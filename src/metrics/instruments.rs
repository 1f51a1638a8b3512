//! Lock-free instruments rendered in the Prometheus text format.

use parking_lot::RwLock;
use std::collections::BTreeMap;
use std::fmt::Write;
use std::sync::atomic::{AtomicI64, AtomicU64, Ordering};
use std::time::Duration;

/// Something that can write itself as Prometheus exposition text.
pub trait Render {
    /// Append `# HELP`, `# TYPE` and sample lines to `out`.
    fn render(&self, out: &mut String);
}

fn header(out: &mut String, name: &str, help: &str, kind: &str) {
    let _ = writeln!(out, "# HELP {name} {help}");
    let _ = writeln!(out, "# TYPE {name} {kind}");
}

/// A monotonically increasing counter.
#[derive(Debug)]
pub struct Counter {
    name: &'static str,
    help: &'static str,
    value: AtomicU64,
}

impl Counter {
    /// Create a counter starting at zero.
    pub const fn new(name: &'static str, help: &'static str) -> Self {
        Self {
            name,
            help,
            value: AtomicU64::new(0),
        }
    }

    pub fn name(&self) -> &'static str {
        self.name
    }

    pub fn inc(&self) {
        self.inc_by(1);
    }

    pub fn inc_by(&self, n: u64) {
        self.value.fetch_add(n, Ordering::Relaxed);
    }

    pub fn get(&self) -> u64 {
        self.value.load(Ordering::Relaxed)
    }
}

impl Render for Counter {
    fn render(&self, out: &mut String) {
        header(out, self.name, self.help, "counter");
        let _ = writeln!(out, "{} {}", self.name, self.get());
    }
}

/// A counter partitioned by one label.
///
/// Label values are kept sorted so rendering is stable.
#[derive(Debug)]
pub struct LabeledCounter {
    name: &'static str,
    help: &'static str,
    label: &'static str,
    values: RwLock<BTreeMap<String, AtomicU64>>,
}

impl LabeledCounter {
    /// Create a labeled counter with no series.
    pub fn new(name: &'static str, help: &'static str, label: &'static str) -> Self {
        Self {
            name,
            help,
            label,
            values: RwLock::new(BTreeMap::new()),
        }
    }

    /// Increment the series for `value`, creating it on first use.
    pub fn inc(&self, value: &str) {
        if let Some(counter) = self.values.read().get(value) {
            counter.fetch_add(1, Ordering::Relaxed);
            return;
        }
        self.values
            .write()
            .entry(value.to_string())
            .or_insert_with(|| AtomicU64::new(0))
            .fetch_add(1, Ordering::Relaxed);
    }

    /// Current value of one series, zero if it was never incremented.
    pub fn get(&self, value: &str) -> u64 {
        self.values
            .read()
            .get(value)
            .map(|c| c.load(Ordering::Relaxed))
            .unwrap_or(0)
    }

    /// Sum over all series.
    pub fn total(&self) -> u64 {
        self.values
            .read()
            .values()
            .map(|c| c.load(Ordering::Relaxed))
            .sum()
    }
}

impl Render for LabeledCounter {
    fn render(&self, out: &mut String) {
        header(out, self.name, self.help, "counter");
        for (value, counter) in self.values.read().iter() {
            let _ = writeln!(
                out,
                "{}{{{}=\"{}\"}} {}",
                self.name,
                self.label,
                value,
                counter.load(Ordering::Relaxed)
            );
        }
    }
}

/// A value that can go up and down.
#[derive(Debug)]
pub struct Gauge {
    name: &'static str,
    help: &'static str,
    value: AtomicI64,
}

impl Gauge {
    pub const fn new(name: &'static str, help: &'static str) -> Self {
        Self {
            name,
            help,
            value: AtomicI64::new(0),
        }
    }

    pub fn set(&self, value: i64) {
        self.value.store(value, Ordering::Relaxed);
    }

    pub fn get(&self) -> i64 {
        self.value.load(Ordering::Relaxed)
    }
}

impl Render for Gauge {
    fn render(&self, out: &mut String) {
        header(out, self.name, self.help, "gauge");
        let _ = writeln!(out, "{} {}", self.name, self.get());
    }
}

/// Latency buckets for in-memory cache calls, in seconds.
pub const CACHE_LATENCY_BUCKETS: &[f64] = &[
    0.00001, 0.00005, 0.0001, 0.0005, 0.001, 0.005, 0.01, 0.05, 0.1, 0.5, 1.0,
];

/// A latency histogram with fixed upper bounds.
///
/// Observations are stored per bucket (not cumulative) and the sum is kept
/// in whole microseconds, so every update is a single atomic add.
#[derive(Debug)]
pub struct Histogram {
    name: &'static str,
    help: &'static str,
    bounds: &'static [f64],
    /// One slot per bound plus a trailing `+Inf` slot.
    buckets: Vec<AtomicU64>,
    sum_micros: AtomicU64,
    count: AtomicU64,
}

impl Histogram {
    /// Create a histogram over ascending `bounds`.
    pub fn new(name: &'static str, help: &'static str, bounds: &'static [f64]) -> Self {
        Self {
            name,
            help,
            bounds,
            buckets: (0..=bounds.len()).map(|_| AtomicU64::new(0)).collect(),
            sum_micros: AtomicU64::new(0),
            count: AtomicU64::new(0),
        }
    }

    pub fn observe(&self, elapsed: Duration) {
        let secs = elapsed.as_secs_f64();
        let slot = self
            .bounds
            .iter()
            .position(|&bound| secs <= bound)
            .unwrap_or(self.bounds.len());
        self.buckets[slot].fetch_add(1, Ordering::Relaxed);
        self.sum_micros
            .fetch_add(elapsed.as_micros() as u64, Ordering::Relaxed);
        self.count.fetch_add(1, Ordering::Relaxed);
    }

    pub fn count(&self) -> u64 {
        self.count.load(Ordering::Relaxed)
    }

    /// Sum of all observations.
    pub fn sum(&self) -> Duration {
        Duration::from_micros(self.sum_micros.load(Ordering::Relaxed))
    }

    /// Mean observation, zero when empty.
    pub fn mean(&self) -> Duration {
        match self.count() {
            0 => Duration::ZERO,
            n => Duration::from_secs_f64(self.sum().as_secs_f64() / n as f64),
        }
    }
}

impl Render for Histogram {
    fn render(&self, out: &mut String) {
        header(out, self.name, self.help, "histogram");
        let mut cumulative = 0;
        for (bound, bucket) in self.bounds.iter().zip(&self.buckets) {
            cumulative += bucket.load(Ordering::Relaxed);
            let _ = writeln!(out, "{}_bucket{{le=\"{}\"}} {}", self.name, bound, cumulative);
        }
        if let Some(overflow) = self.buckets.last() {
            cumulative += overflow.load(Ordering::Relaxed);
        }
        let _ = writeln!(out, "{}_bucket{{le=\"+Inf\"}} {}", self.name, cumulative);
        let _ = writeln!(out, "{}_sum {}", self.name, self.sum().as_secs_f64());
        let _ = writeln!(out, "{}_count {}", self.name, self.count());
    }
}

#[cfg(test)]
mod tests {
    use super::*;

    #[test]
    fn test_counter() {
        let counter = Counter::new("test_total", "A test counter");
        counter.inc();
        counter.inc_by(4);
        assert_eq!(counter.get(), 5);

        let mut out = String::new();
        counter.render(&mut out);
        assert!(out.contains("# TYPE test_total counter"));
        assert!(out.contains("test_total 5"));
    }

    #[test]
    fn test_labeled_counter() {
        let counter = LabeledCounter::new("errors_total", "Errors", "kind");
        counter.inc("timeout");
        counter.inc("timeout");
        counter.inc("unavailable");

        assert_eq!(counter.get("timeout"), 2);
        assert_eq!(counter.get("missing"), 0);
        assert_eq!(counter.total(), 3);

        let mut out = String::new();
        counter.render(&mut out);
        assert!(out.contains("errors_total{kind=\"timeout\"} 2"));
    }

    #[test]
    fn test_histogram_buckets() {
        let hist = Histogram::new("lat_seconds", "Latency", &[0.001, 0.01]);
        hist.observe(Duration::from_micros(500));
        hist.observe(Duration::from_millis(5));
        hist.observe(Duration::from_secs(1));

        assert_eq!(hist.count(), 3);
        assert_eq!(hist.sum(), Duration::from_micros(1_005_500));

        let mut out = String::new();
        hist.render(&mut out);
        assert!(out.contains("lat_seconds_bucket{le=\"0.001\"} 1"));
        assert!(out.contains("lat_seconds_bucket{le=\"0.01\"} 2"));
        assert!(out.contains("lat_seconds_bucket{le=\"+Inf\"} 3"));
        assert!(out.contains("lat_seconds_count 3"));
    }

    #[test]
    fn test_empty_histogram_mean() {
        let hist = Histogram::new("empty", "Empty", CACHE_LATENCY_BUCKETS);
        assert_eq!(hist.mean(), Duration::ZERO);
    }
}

__________

Your answer should consist of the count of lines in the listing that hold the word "observe", with nothing else.

EXERCISE RESULT:
4